Quand t’es dans le désert

Le FCN est malade depuis bien longtemps et tout laisse à croire que ce mal va ronger l’effectif de Poirier encore quelque temps.

À chaque sortie du FCN le même constat : « Manque d’impact », « Pas assez costaud », « Attaquants introuvables », « Faillite collective » et  « Bourdes individuelles » font tristement partie du petit lexique Canaris.

Samedi on a même pu ajouter : « Pas de pressing », « Pas d’intensité », « Pas d’agressivité ». Bref, on s’ennuie ferme et on attend trop souvent fébrilement que la sanction ne tombe.

Passe dégueulasse et Nantes trépasse.

0-1 et tous les Nantais savent que c’est terminé. Le FCN allonge cette infâme liste d’un 59e match non gagné après avoir été mené.
On se fait manger,  retour, maison,  dodo. Les Canaris sont cuits. Les Lionceaux mangent les Canaris.

Désenchantée

Fut un temps où perdre face aux doubistes arrivait déjà. Souvenir d’une finale de Coupe de la Ligue 2004 au dénouement cruel. Mais au moins, on vibrait, le spectacle était au rendez-vous.

Puis on s’est perdu de vue avec les Sochaliens. Samedi, les retrouvailles ont été rudes. Sochaux revient de l’enfer et joue avec l’âme du ressuscité. Nantes poursuit sa lente agonie entamée peu ou prou ce soir de défaite aux tirs au but au Stade de France.

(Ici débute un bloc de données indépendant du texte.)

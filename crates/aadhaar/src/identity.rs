//! Identity record decoded from an Aadhaar QR payload.

use serde::Serialize;

/// Gender as printed on the card.
///
/// The card encodes `M`, `F` or `T`; only `M` is recognised and every other code decodes to
/// `Female`. The form offers a third option that the decoder never produces.
#[derive(Clone, Copy, Debug, PartialEq, Eq, Serialize)]
pub enum IdentityGender {
    Male,
    Female,
}

impl IdentityGender {
    /// Map a card gender code to a gender.
    pub fn from_code(code: &str) -> Self {
        if code == "M" {
            IdentityGender::Male
        } else {
            IdentityGender::Female
        }
    }

    pub fn as_str(self) -> &'static str {
        match self {
            IdentityGender::Male => "Male",
            IdentityGender::Female => "Female",
        }
    }
}

impl std::fmt::Display for IdentityGender {
    fn fmt(&self, f: &mut std::fmt::Formatter<'_>) -> std::fmt::Result {
        f.write_str(self.as_str())
    }
}

/// Structured identity fields extracted from one scan.
///
/// Constructed once per scan and consumed immediately into form state.
#[derive(Clone, Debug, PartialEq, Eq, Serialize)]
#[serde(rename_all = "camelCase")]
pub struct IdentityRecord {
    pub full_name: String,
    pub gender: IdentityGender,
    pub year_of_birth: Option<i32>,
    /// Non-empty address parts joined with `", "`.
    pub address: String,
    /// Digits only.
    pub national_id: String,
    /// Care-of name with any `S/O ` / `D/O ` prefix removed.
    pub guardian_name: String,
}

impl IdentityRecord {
    /// Split the printed name into `(surname, given)`.
    ///
    /// The first word is taken as the surname and the remaining words as the given name. A single
    /// word yields an empty given name.
    pub fn split_name(&self) -> (String, String) {
        let mut words = self.full_name.split_whitespace();
        let surname = words.next().unwrap_or_default().to_string();
        let given = words.collect::<Vec<_>>().join(" ");
        (surname, given)
    }

    /// Age in whole years as of `current_year`, if the year of birth is known, positive and not
    /// in the future.
    pub fn age_in(&self, current_year: i32) -> Option<u32> {
        let yob = self.year_of_birth.filter(|year| *year > 0)?;
        current_year
            .checked_sub(yob)
            .and_then(|age| u32::try_from(age).ok())
    }
}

Le bilan est pitoyable : 4 défaites en 6 matchs. Quand le joueur le plus dangereux s’appelle Saidou Sow, inquiète-toi ! Le FCN ne transmet rien, ne dégage rien si ce n’est l’image d’une équipe amorphe, incapable de révolte.

Idées Noires

Samedi, les Jaune et Vert se rendent au Stade de la Libération, pourvu que le nom de cette enceinte donne quelques idées aux joueurs nantais. Ça tombe bien, Boulogne enchaîne les matchs nuls sans marquer, ni encaisser de but. Une équipe made in Ligue 2 qui joue dur, compact, et intense. Un style qui n’est pas sans rappeller l’opposition nancéene de début de semaine dernière. Sur la côte d’Opale, le héros n’est pas sur la pelouse. C’est le coach, Fabien Dagneaux, garanti Boulonnais pur jus, qui a fait remonter le club l’an dernier avant d’assurer un maintien inattendu et qui entraîne l’équipe première depuis 4 ans après avoir managé la réserve. Un gars du cru qui s’inscrit dans le temps, un profil pas revu sur les bords de l’Erdre depuis Denoueix.

À Boulogne les attentes sont simples : qu’importe le onze, seule compte la manière. Comprendre ce que la L2 réclame : des charbonneurs. Du cœur. De la justesse. De la passion et un supplément d’âme qui manque tant  aux Canaris .

Pas des buts en pagaille ou une maîtrise collective de tous les instants mais juste allumer le poste et espérer autre chose qu’une erreur adverse pour envisager de marquer.

Avec un budget dix fois supérieur à l’équipe adverse, attendre moins serait indécent.